The final match saw Crystal ultimately unable to overcome No. 1 seed Hunter Harrington of Clemson. Harrington dispatched Crystal in two sets to claim the USTA Collegiate Clay Court Invitational crown, 6-2, 6-3. USC head coach Peter Smith cited a rule change made by the NCAA Division I Men’s and Women’s Tennis committee for no-ad scoring, meaning that on deuce points where games are tied 40-40, the next player to score wins the game.
“[Harrington] played great and Nick lost three deuce points. We’re using no ad scoring now and Nick barely lost those points,” Smith said. “Nick played a great match, but to Harrington’s credit, he never let Nick into the match.”
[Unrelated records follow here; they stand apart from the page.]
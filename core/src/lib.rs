//! The concurrent probe-and-classify engine.
//!
//! A sweep takes an already resolved host list, runs a read-only remote
//! command against every host through a [`RemoteExecutor`], and sorts each
//! result into confirmed admin access, an expected denial, or an anomaly
//! worth a warning.

use std::sync::Arc;

use adminsweep_common::config::Config;
use adminsweep_common::executor::RemoteExecutor;
use adminsweep_common::reporter::Reporter;

pub mod classifier;
pub mod dispatcher;
pub mod reporter;
pub mod session;
pub mod stop;
pub mod targets;
pub mod transport;

pub use classifier::{Classifier, DenialMatcher, PhraseMatcher};
pub use dispatcher::ProbeDispatcher;
pub use session::{SweepReport, SweepSession};
pub use stop::StopSignal;

/// Runs a complete sweep over `session` and returns what it found.
pub async fn sweep(
    mut session: SweepSession,
    executor: Arc<dyn RemoteExecutor>,
    classifier: Classifier,
    cfg: &Config,
    reporter: &mut dyn Reporter,
) -> SweepReport {
    let dispatcher = ProbeDispatcher::new(executor, Arc::new(classifier), cfg);
    dispatcher.dispatch(&mut session, reporter).await;
    session.into_report()
}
Crystal, who finished last season ranked No. 85 in the Intercollegiate Tennis Association’s rankings, was unranked in this season’s preseason rankings. The former No. 1 college tennis recruit in New York, according to TennisRecruiting.net, began his campaign for the clay court title by defeating Virginia Tech’s Florian Nicourd in the opening round. Smith credited Crystal’s improvements and receptiveness to changes in his game, in addition to a comfort level on the slower clay courts, for Crystal’s success at this year’s tournament.
“I think [Crystal] knows how to move really well on clay, but I think he would have done just as well on a hard court,” Smith said. “We talked to him about making some changes in his game and he implemented those changes. We changed [Crystal’s] grips, backhand, volley and forehand strokes. We made some tweaks to a lot of areas of his game.”
Crystal went on to defeat Marco Nunez of Florida State in the next round and Columbia University’s Mike Vermeer, the No. 6 seed in the tournament, en route to a quarterfinal berth against No. 2 seed and USC teammate junior Max de Vroome.
In a match that went to two tiebreaks, Crystal overcame de Vroome 7-6(5), 7-6(3) to earn him a semifinal tilt with Auburn’s Max Hinnisdaels, whom the Waccabuc, New York native defeated 6-2, 1-6, 6-3.
In individual tournaments, players on USC’s team can — and often do — run into each other in the draw. Smith saw the match between de Vroome and Crystal as a positive development that helps his team improve, also noting that such incidents mean that both players had been successful in the tournament individually.
USC senior Roberto Quiroz, the two-time defending champion of the tournament, didn’t play there this year. When asked about Quiroz’s absence, Smith joked that Quiroz had been barred due to winning the tournament two years in a row.
“All the coaches got together and they barred Roberto from playing,” joked Smith with a deadpan. “Roberto hasn’t played a ton this fall, which I would have liked to see him do a little bit more. But he couldn’t make the trip because he’s going New York next week to play doubles with [USC senior] Yannick Hanfmann. It’s a tough back-to-back trip and he’s got to take care of his school work.”
Hanfmann and Quiroz will begin play at the ITA National Indoor Championships in Flushing Meadows, New York on Nov. 6.